Philippe Halsman



22:06 Posted by Jan Boeykens in Actualiteit | Permalink | Comments (2) | Tags: jumping |  Facebook |


Halsman Philippe Halsman was American portrait photographer who was actually born in Latvia. He began to work for fashion magazines such as Vogue and became one of the most important photographers in France. He maintained his success by working with Life Magazine. In 1941, he met Salvador Dali and they started to work together. They released a compendium of their collaborations in the book called Dali’s Mustache. He published his most popular book called Jump! in which he photographed many celebrities in different jumping styles.

Posted by: Yves | 11/07/2009

Life Life generally refers to three American magazines:

A humor and general interest magazine published from 1883 to 1936. Time founder Henry Luce bought the magazine in 1936 solely so that he could acquire the rights to its name.
A weekly news magazine launched by Luce in 1936, with a strong emphasis on photojournalism. Life was published until 1972, as an intermittent "special" until 1978; and as a monthly from 1978 to 2000.
A weekly newspaper supplement published by Time Inc. from 2004 to 2007 and included in some American newspapers.
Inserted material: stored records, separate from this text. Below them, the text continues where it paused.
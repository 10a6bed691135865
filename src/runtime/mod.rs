//! # Runtime Core
//!
//! Drives a compiled pipeline to completion: validates initial inputs,
//! computes topological batches, fires modules concurrently per batch under
//! the execution wrappers, and propagates produced values into downstream
//! data nodes.
//!
//! ## Task model
//!
//! One run is one scheduler task. Per batch the scheduler spawns a child
//! task per module and awaits them jointly; children communicate only
//! through the per-run data table of write-once cells. A global semaphore
//! caps in-flight module bodies; per-module priority orders spawning.
//!
//! ## Suspension
//!
//! When required user inputs are missing and the run is suspendable, the
//! scheduler still fires everything reachable, then returns a
//! [`SuspendedExecution`] capturing provided inputs, computed values, and
//! module statuses for a later resume.

pub mod breaker;
pub mod cancel;
pub mod cell;
pub mod scheduler;
pub mod state;
pub mod validate;
pub mod wrappers;

pub use breaker::{BreakerRegistry, BreakerStats, CircuitBreaker, CircuitBreakerConfig};
pub use cancel::{CancelHandle, CancelledError, RunCancellation};
pub use cell::{CellAlreadySet, OneShotCell};
pub use scheduler::{ModuleBindings, SchedulerContext};
pub use state::{RunState, RuntimePool};
pub use validate::{validate_initial_inputs, ValidatedInputs, ValidationError};
pub use wrappers::{
    compute_delay, BackoffStrategy, CallOutcome, ModuleCallOptions, RetryExhausted, WrapperError,
};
The Life founded in 1883 was similar to Puck and published for 53 years as a general-interest light entertainment magazine, heavy on illustrations, jokes and social commentary. It featured some of the greatest writers, editors and cartoonists of its era, including Charles Dana Gibson, Norman Rockwell and Harry Oliver. During its later years, this magazine offered brief capsule reviews (similar to those in The New Yorker) of plays and movies currently running in New York City, but with the innovative touch of a colored typographic bullet appended to each review, resembling a traffic light: green for a positive review, red for a negative one, amber for mixed notices.

The Luce Life was the first all-photographic American news magazine, and it dominated the market for more than 40 years. The magazine sold more than 13.5 million copies a week at one point and was so popular that President Harry S. Truman, Sir Winston Churchill and General Douglas MacArthur all serialized their memoirs in its pages.
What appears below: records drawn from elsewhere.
//! Property-based codec tests (proptest).
//!
//! Round-trip laws over generated typed values:
//! - tagged JSON: decode(encode(v)) == v
//! - raw lowering: from_cvalue(v).into_cvalue(v.ctype()) == v
//! - preview truncation never exceeds the requested width

use proptest::prelude::*;

use constellation::value::codec::{decode_value, encode_value};
use constellation::value::{value_preview, CType, CValue, RawValue};
use std::collections::BTreeMap;

fn arb_primitive() -> impl Strategy<Value = CValue> {
    prop_oneof![
        any::<i64>().prop_map(CValue::int),
        any::<bool>().prop_map(CValue::boolean),
        "[a-zA-Z0-9 _-]{0,16}".prop_map(CValue::str),
        // Finite floats only: NaN breaks equality and has its own test
        (-1.0e9f64..1.0e9f64).prop_map(CValue::float),
    ]
}

fn arb_cvalue() -> impl Strategy<Value = CValue> {
    arb_primitive().prop_recursive(3, 24, 4, |inner| {
        prop_oneof![
            // Homogeneous primitive lists
            prop::collection::vec(any::<i64>(), 0..4).prop_map(|xs| {
                CValue::list(CType::Int, xs.into_iter().map(CValue::int).collect()).unwrap()
            }),
            prop::collection::vec("[a-z]{0,6}", 0..4).prop_map(|xs| {
                CValue::list(CType::String, xs.into_iter().map(CValue::str).collect()).unwrap()
            }),
            // String-keyed maps with integer values
            prop::collection::vec(("[a-z]{1,5}", any::<i64>()), 0..3).prop_map(|entries| {
                CValue::map(
                    CType::String,
                    CType::Int,
                    entries
                        .into_iter()
                        .map(|(k, v)| (CValue::str(k), CValue::int(v)))
                        .collect(),
                )
                .unwrap()
            }),
            // Products over arbitrary nested values
            prop::collection::btree_map("[a-z]{1,6}", inner.clone(), 1..4).prop_map(|fields| {
                let structure: BTreeMap<String, CType> = fields
                    .iter()
                    .map(|(name, value)| (name.clone(), value.ctype()))
                    .collect();
                CValue::product(structure, fields).unwrap()
            }),
            // Two-variant unions, always tagged "left"
            inner.clone().prop_map(|value| {
                let mut variants = BTreeMap::new();
                variants.insert("left".to_string(), value.ctype());
                variants.insert("right".to_string(), CType::Boolean);
                CValue::union(variants, "left", value).unwrap()
            }),
            // Optionals
            inner.clone().prop_map(CValue::some),
            inner.prop_map(|value| CValue::none(value.ctype())),
        ]
    })
}

proptest! {
    #[test]
    fn prop_tagged_json_round_trip(value in arb_cvalue()) {
        let encoded = encode_value(&value);
        let decoded = decode_value(&encoded).unwrap();
        prop_assert_eq!(decoded, value);
    }

    #[test]
    fn prop_raw_lowering_round_trip(value in arb_cvalue()) {
        let ty = value.ctype();
        let raw = RawValue::from_cvalue(&value);
        let back = raw.into_cvalue(&ty).unwrap();
        prop_assert_eq!(back, value);
    }

    #[test]
    fn prop_type_derivation_is_stable(value in arb_cvalue()) {
        // Decoding never changes the derived type
        let encoded = encode_value(&value);
        let decoded = decode_value(&encoded).unwrap();
        prop_assert_eq!(decoded.ctype(), value.ctype());
    }

    #[test]
    fn prop_preview_respects_width(value in arb_cvalue(), width in 0usize..120) {
        let preview = value_preview(&value, width);
        if width <= 3 {
            prop_assert_eq!(preview.as_str(), "...");
        } else {
            prop_assert!(preview.chars().count() <= width.max(3));
        }
    }
}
Perhaps one of the best-known pictures printed in the magazine was Alfred Eisenstaedt’s photograph of a nurse in a sailor’s arms, snapped on August 27, 1945, as they celebrated VJ Day in New York City. The magazine's place in the history of photojournalism is considered its most important contribution to publishing. Luce purchased the rights to the name from the publishers of the first Life but sold its subscription list and features to another magazine; there was no editorial continuity between the two publications.